**EXERCISE AIM:** Of all the entries below, only the lines from the one with "if nestings.iter().any(|n| n.trim().is_empty())" up to and including the one with "pub fn with_constructor_strategy(mut" are to be duplicated exactly.

Data items
════════════════
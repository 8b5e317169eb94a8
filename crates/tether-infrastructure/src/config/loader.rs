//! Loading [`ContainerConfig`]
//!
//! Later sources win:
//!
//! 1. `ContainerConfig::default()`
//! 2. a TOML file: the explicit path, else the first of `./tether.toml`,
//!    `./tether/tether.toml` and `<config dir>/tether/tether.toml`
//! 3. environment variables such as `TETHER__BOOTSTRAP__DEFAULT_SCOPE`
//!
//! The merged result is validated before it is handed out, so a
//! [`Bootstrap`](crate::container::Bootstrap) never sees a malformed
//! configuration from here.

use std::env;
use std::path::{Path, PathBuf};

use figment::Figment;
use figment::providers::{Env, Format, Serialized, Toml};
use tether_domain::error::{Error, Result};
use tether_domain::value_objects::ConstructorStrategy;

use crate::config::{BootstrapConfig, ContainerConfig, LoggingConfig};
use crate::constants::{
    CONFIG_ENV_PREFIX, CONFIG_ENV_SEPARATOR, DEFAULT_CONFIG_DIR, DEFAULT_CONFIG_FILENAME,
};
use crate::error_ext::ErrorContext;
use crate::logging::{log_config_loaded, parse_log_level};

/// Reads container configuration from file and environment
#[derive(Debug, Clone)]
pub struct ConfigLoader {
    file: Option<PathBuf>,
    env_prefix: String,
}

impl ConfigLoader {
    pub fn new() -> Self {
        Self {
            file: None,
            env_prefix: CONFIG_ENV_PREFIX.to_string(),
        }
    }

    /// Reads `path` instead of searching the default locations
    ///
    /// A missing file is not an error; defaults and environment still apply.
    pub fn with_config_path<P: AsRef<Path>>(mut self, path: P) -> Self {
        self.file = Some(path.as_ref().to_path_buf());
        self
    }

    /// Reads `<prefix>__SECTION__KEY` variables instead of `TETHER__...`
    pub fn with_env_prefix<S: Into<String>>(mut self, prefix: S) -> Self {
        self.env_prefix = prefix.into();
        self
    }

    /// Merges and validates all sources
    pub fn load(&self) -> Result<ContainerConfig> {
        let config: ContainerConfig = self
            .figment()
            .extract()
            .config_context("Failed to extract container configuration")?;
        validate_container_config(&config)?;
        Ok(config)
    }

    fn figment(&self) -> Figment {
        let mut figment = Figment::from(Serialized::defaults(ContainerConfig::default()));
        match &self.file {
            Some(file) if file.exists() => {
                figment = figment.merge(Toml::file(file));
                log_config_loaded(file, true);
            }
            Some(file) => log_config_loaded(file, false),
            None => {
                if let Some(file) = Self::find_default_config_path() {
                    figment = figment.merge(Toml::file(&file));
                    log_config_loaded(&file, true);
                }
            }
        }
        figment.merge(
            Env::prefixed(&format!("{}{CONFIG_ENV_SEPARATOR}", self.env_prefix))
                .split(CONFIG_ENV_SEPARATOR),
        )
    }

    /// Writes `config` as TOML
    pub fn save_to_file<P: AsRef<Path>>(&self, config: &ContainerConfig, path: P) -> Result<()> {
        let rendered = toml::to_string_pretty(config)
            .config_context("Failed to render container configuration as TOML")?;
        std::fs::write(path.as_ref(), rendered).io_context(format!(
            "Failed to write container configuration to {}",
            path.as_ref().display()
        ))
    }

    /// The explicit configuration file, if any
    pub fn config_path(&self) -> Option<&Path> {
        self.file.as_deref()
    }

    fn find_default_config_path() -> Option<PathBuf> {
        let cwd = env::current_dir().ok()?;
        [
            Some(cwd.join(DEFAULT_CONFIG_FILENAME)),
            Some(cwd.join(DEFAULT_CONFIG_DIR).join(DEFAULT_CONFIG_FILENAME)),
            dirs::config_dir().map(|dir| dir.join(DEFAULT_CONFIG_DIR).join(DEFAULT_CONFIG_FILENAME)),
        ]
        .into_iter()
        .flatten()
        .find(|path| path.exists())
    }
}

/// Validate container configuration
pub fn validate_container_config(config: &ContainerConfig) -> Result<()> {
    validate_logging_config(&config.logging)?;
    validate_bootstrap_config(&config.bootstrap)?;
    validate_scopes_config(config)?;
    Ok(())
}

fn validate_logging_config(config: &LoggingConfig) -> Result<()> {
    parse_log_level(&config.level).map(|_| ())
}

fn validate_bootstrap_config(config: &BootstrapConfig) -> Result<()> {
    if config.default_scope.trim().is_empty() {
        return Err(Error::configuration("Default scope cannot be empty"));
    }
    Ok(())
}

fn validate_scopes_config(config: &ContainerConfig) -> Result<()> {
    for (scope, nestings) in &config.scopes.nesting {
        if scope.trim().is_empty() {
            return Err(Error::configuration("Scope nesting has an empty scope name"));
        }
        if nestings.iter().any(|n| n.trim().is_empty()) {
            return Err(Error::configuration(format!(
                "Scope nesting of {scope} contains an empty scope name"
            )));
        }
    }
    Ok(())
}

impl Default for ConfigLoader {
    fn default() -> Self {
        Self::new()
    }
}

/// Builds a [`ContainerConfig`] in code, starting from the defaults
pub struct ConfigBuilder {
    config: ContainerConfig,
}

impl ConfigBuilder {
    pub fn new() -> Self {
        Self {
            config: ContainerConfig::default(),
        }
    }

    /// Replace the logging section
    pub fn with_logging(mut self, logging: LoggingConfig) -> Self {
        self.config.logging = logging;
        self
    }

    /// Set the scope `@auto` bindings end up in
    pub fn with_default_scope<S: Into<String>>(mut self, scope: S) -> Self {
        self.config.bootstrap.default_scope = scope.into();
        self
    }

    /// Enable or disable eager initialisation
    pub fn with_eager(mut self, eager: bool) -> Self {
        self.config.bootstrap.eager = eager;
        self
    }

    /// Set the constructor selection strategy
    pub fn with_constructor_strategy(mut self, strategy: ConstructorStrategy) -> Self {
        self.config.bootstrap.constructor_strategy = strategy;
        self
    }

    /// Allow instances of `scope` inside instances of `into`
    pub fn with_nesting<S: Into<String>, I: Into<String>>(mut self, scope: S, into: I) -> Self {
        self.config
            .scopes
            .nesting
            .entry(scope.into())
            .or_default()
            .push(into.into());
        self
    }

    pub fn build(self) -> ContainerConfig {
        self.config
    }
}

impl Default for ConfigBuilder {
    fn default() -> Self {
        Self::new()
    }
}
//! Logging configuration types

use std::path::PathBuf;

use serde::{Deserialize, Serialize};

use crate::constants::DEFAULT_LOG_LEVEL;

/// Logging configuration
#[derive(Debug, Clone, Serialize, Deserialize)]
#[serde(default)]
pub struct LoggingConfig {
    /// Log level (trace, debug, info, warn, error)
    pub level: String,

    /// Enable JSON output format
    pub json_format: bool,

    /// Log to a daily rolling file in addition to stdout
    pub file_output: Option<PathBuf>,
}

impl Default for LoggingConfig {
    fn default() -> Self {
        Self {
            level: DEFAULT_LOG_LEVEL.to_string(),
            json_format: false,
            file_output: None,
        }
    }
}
════════════════
**ANSWER AREA:**
        if nestings.iter().any(|n| n.trim().is_empty()) {
            return Err(Error::configuration(format!(
                "Scope nesting of {scope} contains an empty scope name"
            )));
        }
    }
    Ok(())
}

impl Default for ConfigLoader {
    fn default() -> Self {
        Self::new()
    }
}

/// Builds a [`ContainerConfig`] in code, starting from the defaults
pub struct ConfigBuilder {
    config: ContainerConfig,
}

impl ConfigBuilder {
    pub fn new() -> Self {
        Self {
            config: ContainerConfig::default(),
        }
    }

    /// Replace the logging section
    pub fn with_logging(mut self, logging: LoggingConfig) -> Self {
        self.config.logging = logging;
        self
    }

    /// Set the scope `@auto` bindings end up in
    pub fn with_default_scope<S: Into<String>>(mut self, scope: S) -> Self {
        self.config.bootstrap.default_scope = scope.into();
        self
    }

    /// Enable or disable eager initialisation
    pub fn with_eager(mut self, eager: bool) -> Self {
        self.config.bootstrap.eager = eager;
        self
    }

    /// Set the constructor selection strategy
    pub fn with_constructor_strategy(mut self, strategy: ConstructorStrategy) -> Self {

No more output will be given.